И Лена написала, получила расчет и стала «временно неработающей» — два! Дочку она не видела уже месяц. Муж сказал (бывший муж, развод оформили официально), что заразной шалашовке нечего делать рядом с его ребенком. А Лена сказала: если меня кто-то заразил, то это ты. А муж сказал: да хрена два, мы здоровы. И больше нечего не говорил, потому что захлопнул дверь, и дочка осталась за этой дверью, — три.
«Я как мешком по голове пристукнутая ходила, — говорит Лена. – В каком-то бреду подумала, что имею право на эту квартиру, я ведь там прописана. И я пошла к бесплатному адвокату, и адвокат написал мне исковое заявление, бесплатно, а вот в суде пришлось платить госпошлину, но не критично».
Суд сказал, что Лена может проживать в квартире, пожалуйста, но вот, к сожалению, материально определить, в какой именно части квадратных метров она это может делать, суд не имеет возможности, так как владелец у квартиры один, и это не Лена.
«Договаривайтесь», — в личной беседе посоветовала Лене судья, хорошая женщина. Договориться не получилось, потому что бывший муж потряс ответным исковым заявлением, где просил суд лишить Лену родительских прав за асоциальное поведение и носительство вируса.
— Зачем ты это делаешь, — спросила Лена, — я ведь её мать.
— Какая ты мать, — ответил бывший муж, — матери, это те, у кого не находят СПИДа.
Он был не очень в теме ВИЧ-инфекции и терминологий.
Теперь Лена живет так: молчит о диагнозе в тряпочку. «Не скажу я больше никому, — говорит Лена, упрямо прикусывая губу, — никому не скажу, понятно?»

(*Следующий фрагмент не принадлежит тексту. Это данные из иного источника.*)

//! Suggestion ledger: proposed document edits awaiting review.
//!
//! Each suggestion is one JSON file, `<dir>/<id>.json`. Lifecycle:
//!
//! ```text
//! pending --apply--> applied
//! pending --reject-> rejected
//! ```
//!
//! Applied and rejected are terminal; resolving them again is a `Conflict`
//! and leaves the record untouched.
//!
//! A resolution holds `<dir>/<id>.lock` from the pending check until the
//! record is rewritten. A caller that finds the lock taken gets a `Conflict`,
//! whether the holder is in this process or another one.

use crate::retrieval::Retriever;
use crate::storage::{validate_name, write_atomic, write_new_atomic, LockFile};
use chrono::{DateTime, Utc};
use docmatch_core::{AppError, AppResult};
use serde::{Deserialize, Serialize};
use std::fmt;
use std::path::{Path, PathBuf};
use std::sync::Arc;
use walkdir::WalkDir;

/// Timestamp layout embedded in suggestion ids.
const ID_TIMESTAMP_FORMAT: &str = "%Y%m%d_%H%M%S_%3f";

/// How many suffixed ids to try when two proposals share a millisecond.
const MAX_ID_COLLISIONS: u32 = 100;

#[derive(Debug, Clone, Copy, PartialEq, Eq, Serialize, Deserialize)]
#[serde(rename_all = "lowercase")]
pub enum SuggestionStatus {
    Pending,
    Applied,
    Rejected,
}

impl SuggestionStatus {
    pub fn is_terminal(&self) -> bool {
        !matches!(self, SuggestionStatus::Pending)
    }
}

impl fmt::Display for SuggestionStatus {
    fn fmt(&self, f: &mut fmt::Formatter<'_>) -> fmt::Result {
        let label = match self {
            SuggestionStatus::Pending => "pending",
            SuggestionStatus::Applied => "applied",
            SuggestionStatus::Rejected => "rejected",
        };
        f.write_str(label)
    }
}

/// A proposed replacement for a document's content.
#[derive(Debug, Clone, PartialEq, Serialize, Deserialize)]
pub struct Suggestion {
    pub id: String,

    /// Target document name
    pub filename: String,

    /// Document content when the suggestion was made
    pub original_content: String,

    pub suggested_content: String,

    /// Why the edit was proposed
    pub feedback_context: String,

    pub status: SuggestionStatus,

    #[serde(deserialize_with = "timestamp::deserialize")]
    pub created_at: DateTime<Utc>,

    #[serde(
        default,
        alias = "applied_at",
        alias = "rejected_at",
        skip_serializing_if = "Option::is_none",
        deserialize_with = "timestamp::deserialize_option"
    )]
    pub resolved_at: Option<DateTime<Utc>>,

    #[serde(default, skip_serializing_if = "Option::is_none")]
    pub rejection_reason: Option<String>,
}

/// Timestamps in records written before timezone-aware stamps were used
/// carry no offset; they are read as UTC.
mod timestamp {
    use chrono::{DateTime, NaiveDateTime, Utc};
    use serde::de::Error;
    use serde::{Deserialize, Deserializer};

    pub fn parse(raw: &str) -> Option<DateTime<Utc>> {
        if let Ok(parsed) = DateTime::parse_from_rfc3339(raw) {
            return Some(parsed.with_timezone(&Utc));
        }
        NaiveDateTime::parse_from_str(raw, "%Y-%m-%dT%H:%M:%S%.f")
            .ok()
            .map(|naive| naive.and_utc())
    }

    pub fn deserialize<'de, D>(deserializer: D) -> Result<DateTime<Utc>, D::Error>
    where
        D: Deserializer<'de>,
    {
        let raw = String::deserialize(deserializer)?;
        parse(&raw).ok_or_else(|| D::Error::custom(format!("invalid timestamp: {:?}", raw)))
    }

    pub fn deserialize_option<'de, D>(deserializer: D) -> Result<Option<DateTime<Utc>>, D::Error>
    where
        D: Deserializer<'de>,
    {
        match Option::<String>::deserialize(deserializer)? {
            None => Ok(None),
            Some(raw) => parse(&raw)
                .map(Some)
                .ok_or_else(|| D::Error::custom(format!("invalid timestamp: {:?}", raw))),
        }
    }
}

/// File-backed suggestion records plus the review workflow.
pub struct SuggestionLedger {
    dir: PathBuf,
    retriever: Arc<Retriever>,
}

impl SuggestionLedger {
    pub fn new(dir: impl Into<PathBuf>, retriever: Arc<Retriever>) -> Self {
        Self {
            dir: dir.into(),
            retriever,
        }
    }

    pub fn dir(&self) -> &Path {
        &self.dir
    }

    pub fn retriever(&self) -> &Retriever {
        &self.retriever
    }

    fn path_for(&self, id: &str) -> AppResult<PathBuf> {
        validate_name(id)?;
        Ok(self.dir.join(format!("{}.json", id)))
    }

    /// Record a pending edit for document `name`.
    ///
    /// The document's current content is snapshotted as `original_content`.
    pub fn propose(
        &self,
        name: &str,
        suggested_content: &str,
        feedback_context: &str,
    ) -> AppResult<Suggestion> {
        let original_content = self.retriever.documents().read(name)?;

        let created_at = Utc::now();
        let base_id = format!("{}_{}", name, created_at.format(ID_TIMESTAMP_FORMAT));
        let mut suggestion = Suggestion {
            id: base_id.clone(),
            filename: name.to_string(),
            original_content,
            suggested_content: suggested_content.to_string(),
            feedback_context: feedback_context.to_string(),
            status: SuggestionStatus::Pending,
            created_at,
            resolved_at: None,
            rejection_reason: None,
        };

        for attempt in 1..=MAX_ID_COLLISIONS {
            if attempt > 1 {
                suggestion.id = format!("{}_{}", base_id, attempt);
            }
            let body = serde_json::to_string_pretty(&suggestion)?;
            if write_new_atomic(&self.path_for(&suggestion.id)?, body.as_bytes())? {
                tracing::info!("Recorded suggestion '{}' for '{}'", suggestion.id, name);
                return Ok(suggestion);
            }
            tracing::debug!("Suggestion id '{}' taken, retrying", suggestion.id);
        }

        Err(AppError::Knowledge(format!(
            "Could not allocate a suggestion id for '{}'",
            name
        )))
    }

    /// Load one suggestion.
    pub fn get(&self, id: &str) -> AppResult<Suggestion> {
        let path = self.path_for(id)?;
        let contents = match std::fs::read_to_string(&path) {
            Ok(contents) => contents,
            Err(e) if e.kind() == std::io::ErrorKind::NotFound => {
                return Err(AppError::suggestion_not_found(id));
            }
            Err(e) => return Err(e.into()),
        };
        Ok(serde_json::from_str(&contents)?)
    }

    /// Every suggestion, sorted by id.
    pub fn list_all(&self) -> AppResult<Vec<Suggestion>> {
        if !self.dir.exists() {
            return Ok(Vec::new());
        }

        let mut suggestions = Vec::new();
        for entry in WalkDir::new(&self.dir).min_depth(1).max_depth(1) {
            let entry = entry
                .map_err(|e| AppError::Knowledge(format!("Failed to list suggestions: {}", e)))?;
            let path = entry.path();
            if !entry.file_type().is_file()
                || path.extension().and_then(|e| e.to_str()) != Some("json")
            {
                continue;
            }

            let contents = std::fs::read_to_string(path)?;
            let suggestion: Suggestion = serde_json::from_str(&contents).map_err(|e| {
                AppError::Serialization(format!("Malformed suggestion {:?}: {}", path, e))
            })?;
            suggestions.push(suggestion);
        }

        suggestions.sort_by(|a, b| a.id.cmp(&b.id));
        Ok(suggestions)
    }

    /// Suggestions still awaiting review, sorted by id.
    pub fn list_pending(&self) -> AppResult<Vec<Suggestion>> {
        Ok(self
            .list_all()?
            .into_iter()
            .filter(|s| s.status == SuggestionStatus::Pending)
            .collect())
    }

    /// Take the resolution lock for `id`.
    ///
    /// Unknown ids are `NotFound`; a lock already held is a `Conflict`.
    fn lock_for_resolution(&self, id: &str) -> AppResult<LockFile> {
        let record = self.path_for(id)?;
        if !record.is_file() {
            return Err(AppError::suggestion_not_found(id));
        }

        let lock_path = self.dir.join(format!("{}.lock", id));
        LockFile::try_acquire(&lock_path)?.ok_or_else(|| {
            AppError::Conflict(format!(
                "suggestion {} is being resolved elsewhere (lock {:?})",
                id, lock_path
            ))
        })
    }

    /// Read `id` and require it to still be pending. Call with the lock held.
    fn load_pending(&self, id: &str) -> AppResult<Suggestion> {
        let suggestion = self.get(id)?;
        if suggestion.status.is_terminal() {
            return Err(AppError::Conflict(format!(
                "suggestion {} is already {}",
                id, suggestion.status
            )));
        }
        Ok(suggestion)
    }

    fn store(&self, suggestion: &Suggestion) -> AppResult<()> {
        let body = serde_json::to_string_pretty(suggestion)?;
        write_atomic(&self.path_for(&suggestion.id)?, body.as_bytes())
    }

    /// Write the suggested content to the document and mark it applied.
    ///
    /// The document save re-extracts keywords. If the save fails the
    /// suggestion stays pending.
    pub async fn apply(&self, id: &str) -> AppResult<Suggestion> {
        let _lock = self.lock_for_resolution(id)?;
        let mut suggestion = self.load_pending(id)?;

        self.retriever
            .save_document(&suggestion.filename, &suggestion.suggested_content)
            .await?;

        suggestion.status = SuggestionStatus::Applied;
        suggestion.resolved_at = Some(Utc::now());
        self.store(&suggestion)?;

        tracing::info!("Applied suggestion '{}' to '{}'", id, suggestion.filename);
        Ok(suggestion)
    }

    /// Mark a suggestion rejected without touching the document.
    pub async fn reject(&self, id: &str, reason: Option<&str>) -> AppResult<Suggestion> {
        let _lock = self.lock_for_resolution(id)?;
        let mut suggestion = self.load_pending(id)?;

        suggestion.status = SuggestionStatus::Rejected;
        suggestion.resolved_at = Some(Utc::now());
        suggestion.rejection_reason = reason.map(str::to_string);
        self.store(&suggestion)?;

        tracing::info!("Rejected suggestion '{}'", id);
        Ok(suggestion)
    }
}

#[cfg(test)]
mod tests {
    use super::*;

    #[test]
    fn test_status_serialization() {
        assert_eq!(
            serde_json::to_string(&SuggestionStatus::Applied).unwrap(),
            "\"applied\""
        );
        let status: SuggestionStatus = serde_json::from_str("\"rejected\"").unwrap();
        assert!(status.is_terminal());
        assert!(!SuggestionStatus::Pending.is_terminal());
    }

    #[test]
    fn test_reads_legacy_record() {
        let raw = r#"{
            "id": "guide_20240501_123045",
            "filename": "guide",
            "original_content": "Step 1",
            "suggested_content": "Step 1\nStep 2",
            "feedback_context": "missing step",
            "status": "applied",
            "created_at": "2024-05-01T12:30:45.123456",
            "applied_at": "2024-05-02T08:00:00"
        }"#;

        let suggestion: Suggestion = serde_json::from_str(raw).unwrap();
        assert_eq!(suggestion.status, SuggestionStatus::Applied);
        assert_eq!(
            suggestion.created_at.format("%Y-%m-%d %H:%M:%S").to_string(),
            "2024-05-01 12:30:45"
        );
        assert!(suggestion.resolved_at.is_some());
        assert!(suggestion.rejection_reason.is_none());
    }

    #[test]
    fn test_writes_canonical_record() {
        let suggestion = Suggestion {
            id: "faq_20260101_000000_000".to_string(),
            filename: "faq".to_string(),
            original_content: "a".to_string(),
            suggested_content: "b".to_string(),
            feedback_context: "c".to_string(),
            status: SuggestionStatus::Pending,
            created_at: Utc::now(),
            resolved_at: None,
            rejection_reason: None,
        };

        let value = serde_json::to_value(&suggestion).unwrap();
        assert_eq!(value["status"], "pending");
        assert!(value.get("resolved_at").is_none());

        let back: Suggestion = serde_json::from_value(value).unwrap();
        assert_eq!(back, suggestion);
    }

    #[test]
    fn test_bad_timestamp_is_an_error() {
        let raw = r#"{"id": "x1", "filename": "x1", "original_content": "",
            "suggested_content": "", "feedback_context": "", "status": "pending",
            "created_at": "yesterday"}"#;
        assert!(serde_json::from_str::<Suggestion>(raw).is_err());
    }
}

Узнаю, что в Самаре есть фонд «Вектор жизни», помогающим людям, попавшим в ВИЧ-переплет, и что у них нет сайта, но есть закрытая группа в «контакте», и директор фонда – очень адекватная, добрая женщина. Ленина тезка. Лена неохотно, но соглашается написать в группу. Через пару недель звонит. Устроилась в супермаркет-конкурент. Работа знакомая, нормально. Та же касса, форма иного цвета. Встала на учет в медицинский центр. Есть предложение от новой коллеги – снимать квартиру вместе, пополам. Коллега пока не в курсе Лениных дел.
«Но есть, есть правила, по которым надо сообщать людям такие вещи», — говорит Лена довольно уверенно. Обещали юриста, чтобы разрулить ситуацию с бывшим и дочкой. Прямо вот в ближайшее время обещали.
«Мороз-то какой, — говорит Лена, — а я теперь заранее знаю, что погода будет меняться – по руке. Рука поломанная ноет. Вот и про мороз мне самой первой в городе рассказала». Смеется. Сменила заглавную картинку в фейсбуке. Раньше был черный квадрат. Теперь – Ленина красивая спина.